The $\textit{read}$ and $\textit{write}$ modules in the simplest instantiation are a concatenation of two inputs and a linear layer
\begin{align}
\textit{read}(x, \hat{x}_t, h^{dec}_{t-1}) = [x, \hat{x}_t] \\
\textit{write}(h_t^{dec}) = W(h_t^{dec}),
\end{align}

although they can be replaced with an attentive neural network to improve the model performance.
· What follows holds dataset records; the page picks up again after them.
use bytemuck::{Pod, Zeroable};
use wgpu::util::DeviceExt;

/// One interleaved vertex: position, face normal, texture coordinate.
#[repr(C)]
#[derive(Debug, Copy, Clone, PartialEq, Pod, Zeroable)]
pub struct Vertex {
    pub position: [f32; 3],
    pub normal: [f32; 3],
    pub uv: [f32; 2],
}

impl Vertex {
    /// Floats per vertex.
    pub const FLOATS: usize = 8;

    /// Bytes per vertex.
    pub const STRIDE: u64 = (Self::FLOATS * std::mem::size_of::<f32>()) as u64;

    const ATTRS: [wgpu::VertexAttribute; 3] = wgpu::vertex_attr_array![
        0 => Float32x3, // position
        1 => Float32x3, // normal
        2 => Float32x2  // uv
    ];

    const POSITION_ATTRS: [wgpu::VertexAttribute; 1] = wgpu::vertex_attr_array![0 => Float32x3];

    pub const fn new(position: [f32; 3], normal: [f32; 3], uv: [f32; 2]) -> Self {
        Self { position, normal, uv }
    }

    /// Layout exposing all three attributes at locations 0, 1, 2.
    pub fn layout() -> wgpu::VertexBufferLayout<'static> {
        wgpu::VertexBufferLayout {
            array_stride: Self::STRIDE,
            step_mode: wgpu::VertexStepMode::Vertex,
            attributes: &Self::ATTRS,
        }
    }

    /// Same stride, position only. Used by programs that ignore shading inputs.
    pub fn position_layout() -> wgpu::VertexBufferLayout<'static> {
        wgpu::VertexBufferLayout {
            array_stride: Self::STRIDE,
            step_mode: wgpu::VertexStepMode::Vertex,
            attributes: &Self::POSITION_ATTRS,
        }
    }
}

/// Which vertex attributes a program consumes from the shared buffer.
#[derive(Debug, Copy, Clone, Eq, PartialEq)]
pub enum VertexInput {
    Full,
    PositionOnly,
}

impl VertexInput {
    pub fn layout(self) -> wgpu::VertexBufferLayout<'static> {
        match self {
            VertexInput::Full => Vertex::layout(),
            VertexInput::PositionOnly => Vertex::position_layout(),
        }
    }

    /// Shader locations this input provides.
    pub fn locations(self) -> &'static [u32] {
        match self {
            VertexInput::Full => &[0, 1, 2],
            VertexInput::PositionOnly => &[0],
        }
    }
}

/// CPU-side static geometry: a fully expanded triangle list.
#[derive(Debug, Copy, Clone)]
pub struct MeshData<'a> {
    pub label: &'a str,
    pub vertices: &'a [Vertex],
}

impl<'a> MeshData<'a> {
    pub const fn new(label: &'a str, vertices: &'a [Vertex]) -> Self {
        Self { label, vertices }
    }

    /// The vertex stream viewed as raw floats.
    pub fn floats(&self) -> &'a [f32] {
        bytemuck::cast_slice(self.vertices)
    }

    pub fn vertex_count(&self) -> u32 {
        self.vertices.len() as u32
    }

    pub fn byte_len(&self) -> u64 {
        self.vertices.len() as u64 * Vertex::STRIDE
    }

    /// Iterates triangles; a trailing partial triangle is ignored.
    pub fn triangles(&self) -> impl Iterator<Item = &'a [Vertex]> + 'a {
        self.vertices.chunks_exact(3)
    }
}

/// Immutable GPU vertex buffer plus its vertex count.
pub struct GpuMesh {
    label: String,
    buffer: wgpu::Buffer,
    vertex_count: u32,
}

impl GpuMesh {
    /// Uploads `data` into a new vertex buffer.
    pub fn upload(device: &wgpu::Device, data: &MeshData<'_>) -> Self {
        debug_assert!(
            data.vertices.len() % 3 == 0,
            "mesh {} is not a whole triangle list",
            data.label
        );

        let buffer = device.create_buffer_init(&wgpu::util::BufferInitDescriptor {
            label: Some(data.label),
            contents: bytemuck::cast_slice(data.vertices),
            usage: wgpu::BufferUsages::VERTEX,
        });

        let vertex_count = data.vertex_count();
        debug_assert_eq!(buffer.size(), vertex_count as u64 * Vertex::STRIDE);

        log::debug!("uploaded mesh {} ({} vertices)", data.label, vertex_count);

        Self {
            label: data.label.to_string(),
            buffer,
            vertex_count,
        }
    }

    pub fn label(&self) -> &str {
        &self.label
    }

    pub fn buffer(&self) -> &wgpu::Buffer {
        &self.buffer
    }

    pub fn vertex_count(&self) -> u32 {
        self.vertex_count
    }
}

#[cfg(test)]
mod tests {
    use super::*;

    const TRI: [Vertex; 3] = [
        Vertex::new([0.0, 0.0, 0.0], [0.0, 0.0, 1.0], [0.0, 0.0]),
        Vertex::new([1.0, 0.0, 0.0], [0.0, 0.0, 1.0], [1.0, 0.0]),
        Vertex::new([0.0, 1.0, 0.0], [0.0, 0.0, 1.0], [0.0, 1.0]),
    ];

    #[test]
    fn vertex_is_eight_tightly_packed_floats() {
        assert_eq!(std::mem::size_of::<Vertex>(), 32);
        assert_eq!(Vertex::STRIDE, 32);
        assert_eq!(std::mem::offset_of!(Vertex, normal), 12);
        assert_eq!(std::mem::offset_of!(Vertex, uv), 24);
    }

    #[test]
    fn float_view_matches_vertex_count() {
        let data = MeshData::new("tri", &TRI);
        assert_eq!(data.floats().len(), 24);
        assert_eq!(data.floats().len() % Vertex::FLOATS, 0);
        assert_eq!(data.vertex_count() as usize, data.floats().len() / Vertex::FLOATS);
        assert_eq!(data.byte_len(), 96);
        assert_eq!(data.floats()[8], 1.0);
    }

    #[test]
    fn position_layout_keeps_full_stride() {
        let layout = Vertex::position_layout();
        assert_eq!(layout.array_stride, Vertex::STRIDE);
        assert_eq!(layout.attributes.len(), 1);
        assert_eq!(layout.attributes[0].shader_location, 0);
    }

    #[test]
    fn full_layout_offsets() {
        let layout = Vertex::layout();
        let offsets: Vec<u64> = layout.attributes.iter().map(|a| a.offset).collect();
        assert_eq!(offsets, vec![0, 12, 24]);
    }
}
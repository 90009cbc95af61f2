//! Loads a layout document, plays a few multi-touch gestures against it and
//! then drags a widget in edit mode.
//!
//! ```sh
//! RUST_LOG=debug cargo run -p layout_sim -- [layout.json]
//! ```

use anyhow::{Context, Result, bail};
use touchdeck_core::*;
use touchdeck_dispatch::{PointerHost, TouchDispatcher};
use touchdeck_editor::{EditGesture, EditGestureDetector, EditorController, SnapConfig};

const DEFAULT_LAYOUT: &str = include_str!("layout.json");

/// Logs every binding and queues the layer visibility ones until the
/// dispatcher lets go of the layout.
#[derive(Default)]
struct SimHost {
    fired: usize,
    layer_events: Vec<(WidgetId, ClickEvent)>,
}

impl PointerHost for SimHost {
    fn mark_move_only(&mut self, id: PointerId) {
        log::info!("pointer {} is move-only now", id.0);
    }

    fn on_click_event(&mut self, widget: &WidgetId, event: &ClickEvent, pressed: bool) {
        log::info!("{widget}: {:?} `{}` pressed={pressed}", event.kind, event.key);
        self.fired += 1;
        if pressed && event.kind.is_layer_visibility() {
            self.layer_events.push((widget.clone(), event.clone()));
        }
    }
}

impl SimHost {
    fn apply_layer_events(&mut self, layout: &mut Layout) -> Result<()> {
        for (widget, event) in self.layer_events.drain(..) {
            let target = layout
                .find_layer(&event.key)
                .with_context(|| format!("`{widget}` names unknown layer `{}`", event.key))?;
            let hidden = layout.layer(target).is_some_and(|l| l.hide);
            match event.kind {
                ClickEventKind::ShowLayer => layout.set_layer_hidden(target, false)?,
                ClickEventKind::HideLayer => layout.set_layer_hidden(target, true)?,
                ClickEventKind::ToggleLayer => layout.set_layer_hidden(target, !hidden)?,
                ClickEventKind::SwitchLayer => {
                    if let Some(own) = layout.find(&widget).and_then(|k| layout.layer_of(k)) {
                        layout.set_layer_hidden(own, true)?;
                    }
                    layout.set_layer_hidden(target, false)?;
                }
                ClickEventKind::Key | ClickEventKind::LauncherEvent | ClickEventKind::SendText => {
                    bail!("{:?} is not a layer event", event.kind)
                }
            }
            log::info!("layer `{}` hidden={}", event.key, layout.layer(target).is_some_and(|l| l.hide));
        }
        Ok(())
    }
}

fn center_of(layout: &Layout, id: &str, metrics: &ScreenMetrics) -> Result<Vec2> {
    let key = layout
        .find(&id.into())
        .with_context(|| format!("layout has no widget `{id}`"))?;
    let r = layout.widget_rect(key, metrics);
    Ok(Vec2::new(r.x + r.w / 2.0, r.y + r.h / 2.0))
}

fn load_layout() -> Result<Layout> {
    let json = match std::env::args().nth(1) {
        Some(path) => std::fs::read_to_string(&path).with_context(|| format!("reading {path}"))?,
        None => DEFAULT_LAYOUT.to_string(),
    };
    let doc: LayoutDocument = serde_json::from_str(&json).context("parsing layout document")?;
    Ok(Layout::from_document(doc)?)
}

fn play_touches(layout: &mut Layout, metrics: &ScreenMetrics) -> Result<()> {
    let ctx = VisibilityContext::default();
    let mut dispatcher = TouchDispatcher::new();
    let mut host = SimHost::default();

    let stick = center_of(layout, "stick", metrics)?;
    let jump = center_of(layout, "jump", metrics)?;
    let crouch = center_of(layout, "crouch", metrics)?;
    let inventory = center_of(layout, "inventory", metrics)?;

    // thumb on the stick while the other hand swipes from jump onto crouch
    let trace = [
        PointerEvent::touch(0, stick, true),
        PointerEvent::touch(0, stick + Vec2::new(12.0, -8.0), true),
        PointerEvent::touch(1, jump, true),
        PointerEvent::touch(1, crouch, true),
        PointerEvent::touch(1, crouch, false),
        PointerEvent::touch(2, inventory, true),
        PointerEvent::touch(2, inventory, false),
    ];
    for event in &trace {
        let outcome = dispatcher.dispatch(layout, event, &ctx, metrics, &mut host);
        log::debug!("pointer {} -> {:?}", event.id.0, outcome);
        host.apply_layer_events(layout)?;
    }

    // the menu opened by the inventory button covers the middle of the screen
    let close = center_of(layout, "close", metrics)?;
    for pressed in [true, false] {
        let event = PointerEvent::touch(3, close, pressed);
        dispatcher.dispatch(layout, &event, &ctx, metrics, &mut host);
        host.apply_layer_events(layout)?;
    }

    log::info!(
        "{} pointers still down, force-releasing",
        dispatcher.active_pointer_count()
    );
    dispatcher.release_all(layout, &mut host);
    log::info!("{} binding events fired", host.fired);
    Ok(())
}

fn edit_jump(layout: &mut Layout, metrics: &ScreenMetrics) -> Result<()> {
    let mut detector = EditGestureDetector::default();
    let mut editor = EditorController::new(SnapConfig::default());
    editor.set_on_tap(|key| log::info!("tapped {key:?} in edit mode"));

    let jump = layout
        .find(&"jump".into())
        .context("layout has no widget `jump`")?;
    let crouch = layout
        .find(&"crouch".into())
        .context("layout has no widget `crouch`")?;
    let start = center_of(layout, "jump", metrics)?;
    // land jump's left edge a few pixels right of crouch's right edge
    let gap = layout.widget_rect(jump, metrics).x - layout.widget_rect(crouch, metrics).right();
    let end = start - Vec2::new(gap - 3.0, 40.0);

    let moves = [
        PointerEvent::touch(0, start, true),
        PointerEvent::touch(0, Vec2::new((start.x + end.x) / 2.0, start.y - 20.0), true),
        PointerEvent::touch(0, end, true),
        PointerEvent::touch(0, end, false),
    ];
    for event in &moves {
        for gesture in detector.handle_pointer(event) {
            if editor.is_dragging() && gesture == EditGesture::DragEnd {
                for g in editor.guidelines() {
                    log::info!("guideline {:?} at {}", g.axis, g.position);
                }
            }
            if let Some((key, position)) = editor.handle_gesture(layout, gesture, metrics)? {
                layout.set_position(key, position)?;
                log::info!("committed {key:?} at {position:?}");
            }
        }
    }
    Ok(())
}

fn main() -> Result<()> {
    env_logger::init();

    let metrics = ScreenMetrics::default();
    let mut layout = load_layout()?;
    layout.on_change(|v| log::trace!("layout version {v}"));
    log::info!(
        "loaded {} widgets on {} layers",
        layout.widget_count(),
        layout.layer_keys().len()
    );

    play_touches(&mut layout, &metrics)?;
    edit_jump(&mut layout, &metrics)?;

    println!("{}", serde_json::to_string_pretty(&layout.to_document())?);
    Ok(())
}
Below we use the simplest instantiation with GRU cells for encoder and decoder.

In [0]:
T = 16
d, nh, D = 32, 100, 28 * 28

read = lambda x, y, z: torch.cat([x, y], dim=1)
write = nn.Linear(nh, D)

enc_rnn = nn.GRUCell(2 * D + nh, 2 * d)
dec_rnn = nn.GRUCell(d, nh)

# initial hidden states and the initial approximation to a digit
h_enc_init = nn.Parameter(torch.zeros(2 * d))
h_dec_init = nn.Parameter(torch.zeros(nh))
canvas_init = nn.Parameter(torch.zeros(D))

write = write.to(device)
enc_rnn = enc_rnn.to(device)
dec_rnn = dec_rnn.to(device)
h_enc_init = h_enc_init.to(device)
h_dec_init = h_dec_init.to(device)
canvas_init = canvas_init.to(device)

## Task 2: VAE Loss function

Implement the loss function for DRAW

In [0]:
def loss_draw(x, read, enc_rnn, dec_rnn, write, T, h_enc_init, h_dec_init,
              canvas_init):
    """
    TODO
    returns
    1. the avergave value of negative ELBO across the minibatch x
    2. and the canvases for each step of computations
    """
    # batch_size = x.size(0)
    # canvases = [0] * (T + 1)
    # canvases[0] = canvas_init.view(1, -1).repeat(batch_size, 1)
    # h_enc = h_enc_init.view(1, -1).repeat(batch_size, 1)
    # h_dec = h_dec_init.view(1, -1).repeat(batch_size, 1)
    pass
    # return loss_value, canvases

## Training

In [0]:
train_model(loss_draw, model=[read, enc_rnn, dec_rnn, write, T, h_enc_init,
                              h_dec_init, canvas_init], num_epochs=16)

## Visualisation
The following two snippets visualize model samples and the generation procedure. 
- Did DRAW outperform VAE in terms of loss? 
- Is there any noticeable difference in the quality of samples?

In [0]:
def sample_draw(dec_rnn, write, T, n_samples):
    with torch.no_grad():
        batch_size = n_samples
        canvases = [0] * (T + 1)
        canvases[0] = torch.zeros(batch_size, D)
        h_dec = torch.zeros(batch_size, nh).to(device) # the initial state
    
        for t in range(T):
            z_t = torch.randn(n_samples, d).to(device)
            h_dec = dec_rnn(z_t, h_dec)
            canvases[t + 1] = canvases[t] + write(h_dec).cpu()
        
        canvases = torch.stack(canvases, 0)[1:]
        canvases = torch.sigmoid(canvases)
        canvases = canvases.view(T, n_samples, 28, 28)
        

    return canvases

In [0]:
# plots random samples
samples = sample_draw(dec_rnn, write, T, n_samples=50)[-1]
plot_samples(samples)

In [0]:
# plots the steps of image generation
samples = sample_draw(dec_rnn, write, T, n_samples=5)
samples = samples.permute(1, 0, 2, 3).contiguous().view(-1, 28, 28)
plot_samples(samples, h=5, w=16)

# Optional Task
If you have already completed the above tasks, try proposing a network modification to improve its performance on the test set.